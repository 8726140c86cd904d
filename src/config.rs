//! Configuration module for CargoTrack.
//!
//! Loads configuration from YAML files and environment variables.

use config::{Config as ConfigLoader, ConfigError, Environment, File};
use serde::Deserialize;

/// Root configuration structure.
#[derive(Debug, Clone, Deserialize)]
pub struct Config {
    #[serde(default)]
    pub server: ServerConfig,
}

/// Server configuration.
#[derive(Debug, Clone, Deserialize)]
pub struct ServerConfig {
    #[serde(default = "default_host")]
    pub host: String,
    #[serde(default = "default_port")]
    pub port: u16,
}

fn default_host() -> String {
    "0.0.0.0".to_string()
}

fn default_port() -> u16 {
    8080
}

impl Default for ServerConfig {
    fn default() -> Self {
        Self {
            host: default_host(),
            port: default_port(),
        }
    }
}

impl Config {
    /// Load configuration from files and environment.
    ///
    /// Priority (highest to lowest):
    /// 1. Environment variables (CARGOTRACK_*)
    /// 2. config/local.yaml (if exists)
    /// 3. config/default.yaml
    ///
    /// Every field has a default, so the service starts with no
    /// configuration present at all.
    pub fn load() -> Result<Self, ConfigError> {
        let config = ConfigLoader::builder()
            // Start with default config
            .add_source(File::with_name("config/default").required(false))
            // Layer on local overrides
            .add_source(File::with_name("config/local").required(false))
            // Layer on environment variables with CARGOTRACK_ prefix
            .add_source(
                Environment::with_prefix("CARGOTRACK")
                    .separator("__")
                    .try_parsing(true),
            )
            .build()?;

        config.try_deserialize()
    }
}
━━━━━━━━━━
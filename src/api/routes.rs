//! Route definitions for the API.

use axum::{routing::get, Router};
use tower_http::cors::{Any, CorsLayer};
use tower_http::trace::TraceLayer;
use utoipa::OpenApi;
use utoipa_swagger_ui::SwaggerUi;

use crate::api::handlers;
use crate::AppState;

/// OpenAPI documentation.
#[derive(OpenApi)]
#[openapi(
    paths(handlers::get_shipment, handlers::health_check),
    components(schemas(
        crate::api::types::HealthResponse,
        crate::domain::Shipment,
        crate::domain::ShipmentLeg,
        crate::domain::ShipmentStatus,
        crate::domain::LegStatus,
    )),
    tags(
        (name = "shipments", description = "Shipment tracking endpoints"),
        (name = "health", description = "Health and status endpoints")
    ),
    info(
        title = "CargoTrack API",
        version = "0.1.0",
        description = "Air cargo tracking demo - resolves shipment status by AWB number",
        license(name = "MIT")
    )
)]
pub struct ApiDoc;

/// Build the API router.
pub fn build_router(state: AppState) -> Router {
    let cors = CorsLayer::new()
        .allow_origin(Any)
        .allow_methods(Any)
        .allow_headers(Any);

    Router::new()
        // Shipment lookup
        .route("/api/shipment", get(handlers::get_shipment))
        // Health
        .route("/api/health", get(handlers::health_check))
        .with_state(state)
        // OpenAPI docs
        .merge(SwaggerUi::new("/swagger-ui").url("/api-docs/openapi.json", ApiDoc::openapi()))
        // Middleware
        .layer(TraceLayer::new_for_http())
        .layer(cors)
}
━━━━━━━━━━
» **TASK INSTRUCTIONS**
Filter the records above and return every line that holds the word "crate".

» **OUTPUT OF THE TASK**
use crate::api::handlers;
use crate::AppState;
        crate::api::types::HealthResponse,
        crate::domain::Shipment,
        crate::domain::ShipmentLeg,
        crate::domain::ShipmentStatus,
        crate::domain::LegStatus,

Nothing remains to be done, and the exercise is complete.